▸ Work request
Give the data again exactly as it is written.
-=-=-
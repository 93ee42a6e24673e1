use serde::{Deserialize, Serialize};

use crate::error::ConfigError;
use crate::models::LatLng;
use crate::{
    CACHE_SPAWN_PROBABILITY, GRID_SCALE, MAX_COINS_PER_CELL, MAX_VISIBILITY_RADIUS, MERRILL_CLASSROOM,
    TILE_DEGREES, VISIBILITY_RADIUS,
};

/// World parameters, fixed once a session is constructed.
#[derive(Serialize, Deserialize, Clone, Debug, PartialEq)]
#[serde(default)]
pub struct GameConfig {
    pub tile_degrees: f64,
    pub visibility_radius: u32,   // tiles scanned per axis around the player
    pub cache_spawn_probability: f64,
    pub max_coins_per_cell: u32,
    pub start_position: LatLng,
}

impl Default for GameConfig {
    fn default() -> Self {
        Self {
            tile_degrees: TILE_DEGREES,
            visibility_radius: VISIBILITY_RADIUS,
            cache_spawn_probability: CACHE_SPAWN_PROBABILITY,
            max_coins_per_cell: MAX_COINS_PER_CELL,
            start_position: MERRILL_CLASSROOM,
        }
    }
}

impl GameConfig {
    /// Parses a JSON config; missing fields take their defaults.
    pub fn from_json_str(json: &str) -> Result<Self, ConfigError> {
        let config: GameConfig = serde_json::from_str(json)?;
        config.validate()?;
        Ok(config)
    }

    pub fn validate(&self) -> Result<(), ConfigError> {
        if !self.tile_degrees.is_finite() || self.tile_degrees <= 0.0 {
            return Err(ConfigError::Invalid {
                field: "tile_degrees",
                reason: format!("must be a positive number, got {}", self.tile_degrees),
            });
        }
        let units = self.tile_degrees * GRID_SCALE;
        if units < 0.5 || (units - units.round()).abs() > 1e-6 {
            return Err(ConfigError::Invalid {
                field: "tile_degrees",
                reason: format!("{} is not a whole multiple of {}", self.tile_degrees, 1.0 / GRID_SCALE),
            });
        }
        if self.visibility_radius > MAX_VISIBILITY_RADIUS {
            return Err(ConfigError::Invalid {
                field: "visibility_radius",
                reason: format!("must be at most {}, got {}", MAX_VISIBILITY_RADIUS, self.visibility_radius),
            });
        }
        if !(0.0..=1.0).contains(&self.cache_spawn_probability) {
            return Err(ConfigError::Invalid {
                field: "cache_spawn_probability",
                reason: format!("must be within [0, 1], got {}", self.cache_spawn_probability),
            });
        }
        if self.max_coins_per_cell == 0 {
            return Err(ConfigError::Invalid {
                field: "max_coins_per_cell",
                reason: "must be at least 1".to_string(),
            });
        }
        if !self.start_position.is_finite() {
            return Err(ConfigError::Invalid {
                field: "start_position",
                reason: "must be a finite coordinate".to_string(),
            });
        }
        Ok(())
    }
}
-=-=-
▸ Answer section
repository 93ee42a6e24673e1
use serde::{Deserialize, Serialize};

use crate::error::ConfigError;
use crate::models::LatLng;
use crate::{
    CACHE_SPAWN_PROBABILITY, GRID_SCALE, MAX_COINS_PER_CELL, MAX_VISIBILITY_RADIUS, MERRILL_CLASSROOM,
    TILE_DEGREES, VISIBILITY_RADIUS,
};

/// World parameters, fixed once a session is constructed.
#[derive(Serialize, Deserialize, Clone, Debug, PartialEq)]
#[serde(default)]
pub struct GameConfig {
    pub tile_degrees: f64,
    pub visibility_radius: u32,   // tiles scanned per axis around the player
    pub cache_spawn_probability: f64,
    pub max_coins_per_cell: u32,
    pub start_position: LatLng,
}

impl Default for GameConfig {
    fn default() -> Self {
        Self {
            tile_degrees: TILE_DEGREES,
            visibility_radius: VISIBILITY_RADIUS,
            cache_spawn_probability: CACHE_SPAWN_PROBABILITY,
            max_coins_per_cell: MAX_COINS_PER_CELL,
            start_position: MERRILL_CLASSROOM,
        }
    }
}

impl GameConfig {
    /// Parses a JSON config; missing fields take their defaults.
    pub fn from_json_str(json: &str) -> Result<Self, ConfigError> {
        let config: GameConfig = serde_json::from_str(json)?;
        config.validate()?;
        Ok(config)
    }

    pub fn validate(&self) -> Result<(), ConfigError> {
        if !self.tile_degrees.is_finite() || self.tile_degrees <= 0.0 {
            return Err(ConfigError::Invalid {
                field: "tile_degrees",
                reason: format!("must be a positive number, got {}", self.tile_degrees),
            });
        }
        let units = self.tile_degrees * GRID_SCALE;
        if units < 0.5 || (units - units.round()).abs() > 1e-6 {
            return Err(ConfigError::Invalid {
                field: "tile_degrees",
                reason: format!("{} is not a whole multiple of {}", self.tile_degrees, 1.0 / GRID_SCALE),
            });
        }
        if self.visibility_radius > MAX_VISIBILITY_RADIUS {
            return Err(ConfigError::Invalid {
                field: "visibility_radius",
                reason: format!("must be at most {}, got {}", MAX_VISIBILITY_RADIUS, self.visibility_radius),
            });
        }
        if !(0.0..=1.0).contains(&self.cache_spawn_probability) {
            return Err(ConfigError::Invalid {
                field: "cache_spawn_probability",
                reason: format!("must be within [0, 1], got {}", self.cache_spawn_probability),
            });
        }
        if self.max_coins_per_cell == 0 {
            return Err(ConfigError::Invalid {
                field: "max_coins_per_cell",
                reason: "must be at least 1".to_string(),
            });
        }
        if !self.start_position.is_finite() {
            return Err(ConfigError::Invalid {
                field: "start_position",
                reason: "must be a finite coordinate".to_string(),
            });
        }
        Ok(())
    }
}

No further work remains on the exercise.